> Exercise
Among the records below, which lines contain the string "bool"? Report them.

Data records

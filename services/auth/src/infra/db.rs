use anyhow::Context as _;
use chrono::{DateTime, Utc};
use sea_orm::{
    ActiveModelTrait, ActiveValue::Set, ColumnTrait, DatabaseConnection, DbErr, EntityTrait,
    IsolationLevel, PaginatorTrait, QueryFilter, QueryOrder, TransactionTrait,
};
use uuid::Uuid;

use leadgate_auth_schema::{admins, otp_records};

use crate::domain::repository::{AdminRepository, OtpRepository};
use crate::domain::types::{AdminAccount, AdminRole, OtpPurpose, OtpRecord};
use crate::error::AuthServiceError;

// ── Admin repository ──────────────────────────────────────────────────────────

#[derive(Clone)]
pub struct DbAdminRepository {
    pub db: DatabaseConnection,
}

impl AdminRepository for DbAdminRepository {
    async fn find_by_email(&self, email: &str) -> Result<Option<AdminAccount>, AuthServiceError> {
        let model = admins::Entity::find()
            .filter(admins::Column::Email.eq(email))
            .one(&self.db)
            .await
            .context("find admin by email")?;
        model.map(admin_from_model).transpose()
    }

    async fn find_by_id(&self, id: Uuid) -> Result<Option<AdminAccount>, AuthServiceError> {
        let model = admins::Entity::find_by_id(id)
            .one(&self.db)
            .await
            .context("find admin by id")?;
        model.map(admin_from_model).transpose()
    }

    async fn create_if_under_cap(
        &self,
        admin: &AdminAccount,
        cap: u64,
    ) -> Result<bool, AuthServiceError> {
        let model = admin_active_model(admin);
        // Serializable so two concurrent registrations cannot both read a
        // count below the cap and both insert.
        let created = self
            .db
            .transaction_with_config::<_, bool, DbErr>(
                move |txn| {
                    Box::pin(async move {
                        let count = admins::Entity::find().count(txn).await?;
                        if count >= cap {
                            return Ok(false);
                        }
                        model.insert(txn).await?;
                        Ok(true)
                    })
                },
                Some(IsolationLevel::Serializable),
                None,
            )
            .await
            .context("create admin under cap")?;
        Ok(created)
    }

    async fn delete(&self, id: Uuid) -> Result<(), AuthServiceError> {
        admins::Entity::delete_by_id(id)
            .exec(&self.db)
            .await
            .context("delete admin")?;
        Ok(())
    }

    async fn record_login_failure(
        &self,
        id: Uuid,
        attempts: i32,
        lock_until: Option<DateTime<Utc>>,
    ) -> Result<(), AuthServiceError> {
        admins::ActiveModel {
            id: Set(id),
            login_attempts: Set(attempts),
            lock_until: Set(lock_until),
            updated_at: Set(Utc::now()),
            ..Default::default()
        }
        .update(&self.db)
        .await
        .context("record login failure")?;
        Ok(())
    }

    async fn record_login_success(
        &self,
        id: Uuid,
        at: DateTime<Utc>,
    ) -> Result<(), AuthServiceError> {
        admins::ActiveModel {
            id: Set(id),
            login_attempts: Set(0),
            lock_until: Set(None),
            last_login: Set(Some(at)),
            updated_at: Set(at),
            ..Default::default()
        }
        .update(&self.db)
        .await
        .context("record login success")?;
        Ok(())
    }

    async fn mark_email_verified(&self, id: Uuid) -> Result<(), AuthServiceError> {
        admins::ActiveModel {
            id: Set(id),
            is_email_verified: Set(true),
            is_active: Set(true),
            updated_at: Set(Utc::now()),
            ..Default::default()
        }
        .update(&self.db)
        .await
        .context("mark email verified")?;
        Ok(())
    }

    async fn update_password(
        &self,
        id: Uuid,
        password_hash: &str,
        token_version: i32,
    ) -> Result<(), AuthServiceError> {
        admins::ActiveModel {
            id: Set(id),
            password_hash: Set(password_hash.to_owned()),
            login_attempts: Set(0),
            lock_until: Set(None),
            token_version: Set(token_version),
            updated_at: Set(Utc::now()),
            ..Default::default()
        }
        .update(&self.db)
        .await
        .context("update password")?;
        Ok(())
    }
}

fn admin_active_model(admin: &AdminAccount) -> admins::ActiveModel {
    admins::ActiveModel {
        id: Set(admin.id),
        email: Set(admin.email.clone()),
        first_name: Set(admin.first_name.clone()),
        last_name: Set(admin.last_name.clone()),
        password_hash: Set(admin.password_hash.clone()),
        role: Set(admin.role.as_str().to_owned()),
        permissions: Set(serde_json::json!(admin.permissions)),
        is_active: Set(admin.is_active),
        is_email_verified: Set(admin.is_email_verified),
        login_attempts: Set(admin.login_attempts),
        lock_until: Set(admin.lock_until),
        last_login: Set(admin.last_login),
        token_version: Set(admin.token_version),
        created_at: Set(admin.created_at),
        updated_at: Set(admin.updated_at),
    }
}

fn admin_from_model(model: admins::Model) -> Result<AdminAccount, AuthServiceError> {
    let role = AdminRole::parse(&model.role)
        .ok_or_else(|| anyhow::anyhow!("unknown role in admins row: {}", model.role))?;
    let permissions: Vec<String> = serde_json::from_value(model.permissions)
        .context("permissions column is not a string array")?;
    Ok(AdminAccount {
        id: model.id,
        email: model.email,
        first_name: model.first_name,
        last_name: model.last_name,
        password_hash: model.password_hash,
        role,
        permissions,
        is_active: model.is_active,
        is_email_verified: model.is_email_verified,
        login_attempts: model.login_attempts,
        lock_until: model.lock_until,
        last_login: model.last_login,
        token_version: model.token_version,
        created_at: model.created_at,
        updated_at: model.updated_at,
    })
}

// ── OTP repository ────────────────────────────────────────────────────────────

#[derive(Clone)]
pub struct DbOtpRepository {
    pub db: DatabaseConnection,
}

impl OtpRepository for DbOtpRepository {
    async fn purge_unused(&self, email: &str, purpose: OtpPurpose) -> Result<(), AuthServiceError> {
        otp_records::Entity::delete_many()
            .filter(otp_records::Column::Email.eq(email))
            .filter(otp_records::Column::Purpose.eq(purpose.as_str()))
            .filter(otp_records::Column::IsUsed.eq(false))
            .exec(&self.db)
            .await
            .context("purge unused otp records")?;
        Ok(())
    }

    async fn create(&self, record: &OtpRecord) -> Result<(), AuthServiceError> {
        otp_records::ActiveModel {
            id: Set(record.id),
            email: Set(record.email.clone()),
            purpose: Set(record.purpose.as_str().to_owned()),
            otp_hash: Set(record.otp_hash.clone()),
            attempts: Set(record.attempts),
            is_used: Set(record.is_used),
            expires_at: Set(record.expires_at),
            created_at: Set(record.created_at),
        }
        .insert(&self.db)
        .await
        .context("create otp record")?;
        Ok(())
    }

    async fn find_latest_unused(
        &self,
        email: &str,
        purpose: OtpPurpose,
    ) -> Result<Option<OtpRecord>, AuthServiceError> {
        let model = otp_records::Entity::find()
            .filter(otp_records::Column::Email.eq(email))
            .filter(otp_records::Column::Purpose.eq(purpose.as_str()))
            .filter(otp_records::Column::IsUsed.eq(false))
            .order_by_desc(otp_records::Column::CreatedAt)
            .one(&self.db)
            .await
            .context("find latest unused otp")?;
        model.map(otp_from_model).transpose()
    }

    async fn set_attempts(&self, id: Uuid, attempts: i32) -> Result<(), AuthServiceError> {
        otp_records::ActiveModel {
            id: Set(id),
            attempts: Set(attempts),
            ..Default::default()
        }
        .update(&self.db)
        .await
        .context("set otp attempts")?;
        Ok(())
    }

    async fn mark_used(&self, id: Uuid) -> Result<(), AuthServiceError> {
        otp_records::ActiveModel {
            id: Set(id),
            is_used: Set(true),
            ..Default::default()
        }
        .update(&self.db)
        .await
        .context("mark otp used")?;
        Ok(())
    }

    async fn delete(&self, id: Uuid) -> Result<(), AuthServiceError> {
        // Passive garbage collection rides along here: a delete triggered by
        // expiry or attempt exhaustion also clears any other stale rows.
        otp_records::Entity::delete_by_id(id)
            .exec(&self.db)
            .await
            .context("delete otp record")?;
        let now = Utc::now();
        otp_records::Entity::delete_many()
            .filter(otp_records::Column::ExpiresAt.lt(now))
            .exec(&self.db)
            .await
            .context("gc expired otp records")?;
        Ok(())
    }
}

fn otp_from_model(model: otp_records::Model) -> Result<OtpRecord, AuthServiceError> {
    let purpose = OtpPurpose::parse(&model.purpose)
        .ok_or_else(|| anyhow::anyhow!("unknown purpose in otp_records row: {}", model.purpose))?;
    Ok(OtpRecord {
        id: model.id,
        email: model.email,
        purpose,
        otp_hash: model.otp_hash,
        attempts: model.attempts,
        is_used: model.is_used,
        expires_at: model.expires_at,
        created_at: model.created_at,
    })
}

> Result
    ) -> Result<bool, AuthServiceError> {
            .transaction_with_config::<_, bool, DbErr>(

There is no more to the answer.